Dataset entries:
§

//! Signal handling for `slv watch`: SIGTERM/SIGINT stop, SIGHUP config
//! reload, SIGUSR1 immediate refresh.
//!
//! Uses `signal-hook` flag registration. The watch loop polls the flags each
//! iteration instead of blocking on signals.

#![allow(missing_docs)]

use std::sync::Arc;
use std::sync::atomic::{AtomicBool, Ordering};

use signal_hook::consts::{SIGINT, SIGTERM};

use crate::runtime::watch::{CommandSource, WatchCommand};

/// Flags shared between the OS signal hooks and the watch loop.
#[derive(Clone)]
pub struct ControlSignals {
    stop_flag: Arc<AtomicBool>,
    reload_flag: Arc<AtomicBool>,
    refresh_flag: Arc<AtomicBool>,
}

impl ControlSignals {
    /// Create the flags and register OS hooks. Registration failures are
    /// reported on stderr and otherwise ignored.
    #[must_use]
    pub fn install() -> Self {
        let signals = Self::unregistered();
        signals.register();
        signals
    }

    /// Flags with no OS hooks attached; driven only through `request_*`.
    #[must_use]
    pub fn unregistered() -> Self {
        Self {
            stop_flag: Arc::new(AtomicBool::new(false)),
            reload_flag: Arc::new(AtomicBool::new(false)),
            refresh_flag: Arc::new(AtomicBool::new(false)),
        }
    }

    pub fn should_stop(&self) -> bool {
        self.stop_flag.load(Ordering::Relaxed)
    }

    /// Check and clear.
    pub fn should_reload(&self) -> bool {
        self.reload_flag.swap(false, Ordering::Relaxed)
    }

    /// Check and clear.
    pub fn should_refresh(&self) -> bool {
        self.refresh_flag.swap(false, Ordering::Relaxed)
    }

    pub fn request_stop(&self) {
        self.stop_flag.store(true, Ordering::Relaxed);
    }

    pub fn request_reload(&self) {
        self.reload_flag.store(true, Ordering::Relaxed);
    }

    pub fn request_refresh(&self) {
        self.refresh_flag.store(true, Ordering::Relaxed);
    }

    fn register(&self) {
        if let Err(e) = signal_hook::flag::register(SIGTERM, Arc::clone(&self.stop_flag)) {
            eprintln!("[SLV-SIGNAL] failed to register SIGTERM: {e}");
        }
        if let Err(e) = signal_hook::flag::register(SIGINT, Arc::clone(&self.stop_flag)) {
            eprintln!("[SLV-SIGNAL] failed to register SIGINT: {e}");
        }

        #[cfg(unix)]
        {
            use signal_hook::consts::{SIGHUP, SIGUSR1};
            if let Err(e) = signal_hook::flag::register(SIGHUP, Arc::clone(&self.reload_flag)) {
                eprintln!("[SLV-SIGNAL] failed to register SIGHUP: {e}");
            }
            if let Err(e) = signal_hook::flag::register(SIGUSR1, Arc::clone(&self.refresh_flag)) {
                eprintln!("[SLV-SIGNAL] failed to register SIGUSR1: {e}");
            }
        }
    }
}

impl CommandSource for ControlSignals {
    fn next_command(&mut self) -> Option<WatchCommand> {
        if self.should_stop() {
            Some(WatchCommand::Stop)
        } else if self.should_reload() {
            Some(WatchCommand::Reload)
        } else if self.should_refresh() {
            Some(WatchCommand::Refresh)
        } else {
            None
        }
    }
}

§

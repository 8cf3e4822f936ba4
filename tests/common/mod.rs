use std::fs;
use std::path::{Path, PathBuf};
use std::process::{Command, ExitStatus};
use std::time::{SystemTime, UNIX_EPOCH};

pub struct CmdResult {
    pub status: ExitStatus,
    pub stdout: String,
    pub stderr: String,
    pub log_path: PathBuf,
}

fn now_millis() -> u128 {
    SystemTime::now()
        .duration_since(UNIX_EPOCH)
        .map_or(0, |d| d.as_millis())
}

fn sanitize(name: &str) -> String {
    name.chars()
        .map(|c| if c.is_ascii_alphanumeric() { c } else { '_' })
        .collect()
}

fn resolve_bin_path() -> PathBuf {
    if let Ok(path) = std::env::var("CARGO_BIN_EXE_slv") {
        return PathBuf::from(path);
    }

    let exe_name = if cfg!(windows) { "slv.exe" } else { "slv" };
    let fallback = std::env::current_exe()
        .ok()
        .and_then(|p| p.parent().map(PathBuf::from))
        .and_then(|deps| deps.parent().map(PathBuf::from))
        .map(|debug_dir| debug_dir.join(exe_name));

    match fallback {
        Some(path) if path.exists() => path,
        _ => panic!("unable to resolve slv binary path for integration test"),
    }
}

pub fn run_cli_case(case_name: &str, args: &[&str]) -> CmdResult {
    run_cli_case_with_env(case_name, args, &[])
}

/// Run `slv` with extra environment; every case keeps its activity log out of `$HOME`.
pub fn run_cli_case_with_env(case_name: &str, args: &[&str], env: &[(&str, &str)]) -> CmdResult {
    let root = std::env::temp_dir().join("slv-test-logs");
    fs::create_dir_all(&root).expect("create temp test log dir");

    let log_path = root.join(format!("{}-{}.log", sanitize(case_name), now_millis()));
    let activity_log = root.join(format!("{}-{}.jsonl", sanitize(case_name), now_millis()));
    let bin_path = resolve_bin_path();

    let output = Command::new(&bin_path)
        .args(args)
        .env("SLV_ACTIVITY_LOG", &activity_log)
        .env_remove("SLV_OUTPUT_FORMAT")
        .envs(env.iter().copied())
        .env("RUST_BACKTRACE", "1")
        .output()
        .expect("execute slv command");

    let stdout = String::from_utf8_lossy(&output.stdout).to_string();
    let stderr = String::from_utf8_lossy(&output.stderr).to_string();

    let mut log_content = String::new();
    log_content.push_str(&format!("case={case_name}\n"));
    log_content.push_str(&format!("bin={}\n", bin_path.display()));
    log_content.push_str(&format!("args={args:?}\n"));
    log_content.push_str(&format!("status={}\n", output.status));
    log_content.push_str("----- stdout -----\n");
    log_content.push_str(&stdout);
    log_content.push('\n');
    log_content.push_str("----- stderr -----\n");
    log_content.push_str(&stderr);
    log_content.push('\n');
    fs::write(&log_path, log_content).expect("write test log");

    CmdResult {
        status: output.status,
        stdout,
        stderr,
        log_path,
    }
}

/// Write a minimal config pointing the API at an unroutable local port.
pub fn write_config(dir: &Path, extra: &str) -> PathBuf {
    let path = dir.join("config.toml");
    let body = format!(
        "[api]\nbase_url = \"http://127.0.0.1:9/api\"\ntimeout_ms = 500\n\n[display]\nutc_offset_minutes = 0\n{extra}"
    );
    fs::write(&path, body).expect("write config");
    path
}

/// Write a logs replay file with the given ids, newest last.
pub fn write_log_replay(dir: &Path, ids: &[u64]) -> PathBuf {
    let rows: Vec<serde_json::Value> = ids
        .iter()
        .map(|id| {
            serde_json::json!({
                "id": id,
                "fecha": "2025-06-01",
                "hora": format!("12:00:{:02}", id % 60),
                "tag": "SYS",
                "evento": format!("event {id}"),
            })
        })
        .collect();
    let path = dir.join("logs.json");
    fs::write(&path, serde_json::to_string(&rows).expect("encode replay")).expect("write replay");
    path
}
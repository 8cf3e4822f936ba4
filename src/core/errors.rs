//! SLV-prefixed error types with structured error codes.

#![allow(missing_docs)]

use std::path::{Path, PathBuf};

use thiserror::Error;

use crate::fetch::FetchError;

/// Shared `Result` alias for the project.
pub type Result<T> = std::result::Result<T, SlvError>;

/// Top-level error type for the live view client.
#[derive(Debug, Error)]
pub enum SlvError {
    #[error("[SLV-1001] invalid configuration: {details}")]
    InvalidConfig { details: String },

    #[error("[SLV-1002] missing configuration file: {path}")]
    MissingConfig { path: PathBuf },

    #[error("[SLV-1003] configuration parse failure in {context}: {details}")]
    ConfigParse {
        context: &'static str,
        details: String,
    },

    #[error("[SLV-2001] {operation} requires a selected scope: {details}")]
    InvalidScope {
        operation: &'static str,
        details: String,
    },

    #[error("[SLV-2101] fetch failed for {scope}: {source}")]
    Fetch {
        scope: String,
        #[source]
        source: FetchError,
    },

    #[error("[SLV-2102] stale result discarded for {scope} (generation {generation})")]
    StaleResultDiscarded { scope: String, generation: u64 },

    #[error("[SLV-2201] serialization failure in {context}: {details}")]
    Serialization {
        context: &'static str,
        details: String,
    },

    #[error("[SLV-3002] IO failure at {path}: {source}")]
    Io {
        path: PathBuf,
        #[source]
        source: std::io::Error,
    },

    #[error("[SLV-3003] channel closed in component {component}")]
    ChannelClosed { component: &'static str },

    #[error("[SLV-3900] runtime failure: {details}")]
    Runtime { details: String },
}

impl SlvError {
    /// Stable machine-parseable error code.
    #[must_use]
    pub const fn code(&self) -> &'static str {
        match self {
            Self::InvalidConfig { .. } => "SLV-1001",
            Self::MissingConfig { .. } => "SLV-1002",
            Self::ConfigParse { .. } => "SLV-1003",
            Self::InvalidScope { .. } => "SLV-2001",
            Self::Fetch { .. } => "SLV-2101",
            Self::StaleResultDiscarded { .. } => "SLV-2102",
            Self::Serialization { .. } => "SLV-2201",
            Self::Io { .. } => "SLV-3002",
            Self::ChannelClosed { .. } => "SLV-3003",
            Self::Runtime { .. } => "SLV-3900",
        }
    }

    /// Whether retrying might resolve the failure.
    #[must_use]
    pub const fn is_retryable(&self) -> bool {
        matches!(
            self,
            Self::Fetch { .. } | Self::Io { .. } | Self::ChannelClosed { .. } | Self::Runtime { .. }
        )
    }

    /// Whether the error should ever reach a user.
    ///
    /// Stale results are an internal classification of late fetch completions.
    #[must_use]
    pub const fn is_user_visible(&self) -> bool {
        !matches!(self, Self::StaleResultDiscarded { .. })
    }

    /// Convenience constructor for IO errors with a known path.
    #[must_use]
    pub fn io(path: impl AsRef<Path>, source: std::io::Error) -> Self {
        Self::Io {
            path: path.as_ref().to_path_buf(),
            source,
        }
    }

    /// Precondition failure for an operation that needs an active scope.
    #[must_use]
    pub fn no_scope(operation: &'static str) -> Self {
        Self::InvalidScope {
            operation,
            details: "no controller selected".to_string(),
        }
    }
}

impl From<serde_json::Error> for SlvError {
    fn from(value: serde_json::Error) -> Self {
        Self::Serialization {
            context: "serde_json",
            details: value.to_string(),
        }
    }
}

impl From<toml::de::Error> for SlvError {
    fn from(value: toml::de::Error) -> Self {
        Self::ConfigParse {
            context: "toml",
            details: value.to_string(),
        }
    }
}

§

Would you report every line of the entries above containing the word "sync"?

Exercise output
use std::sync::Arc;
use std::sync::atomic::{AtomicBool, Ordering};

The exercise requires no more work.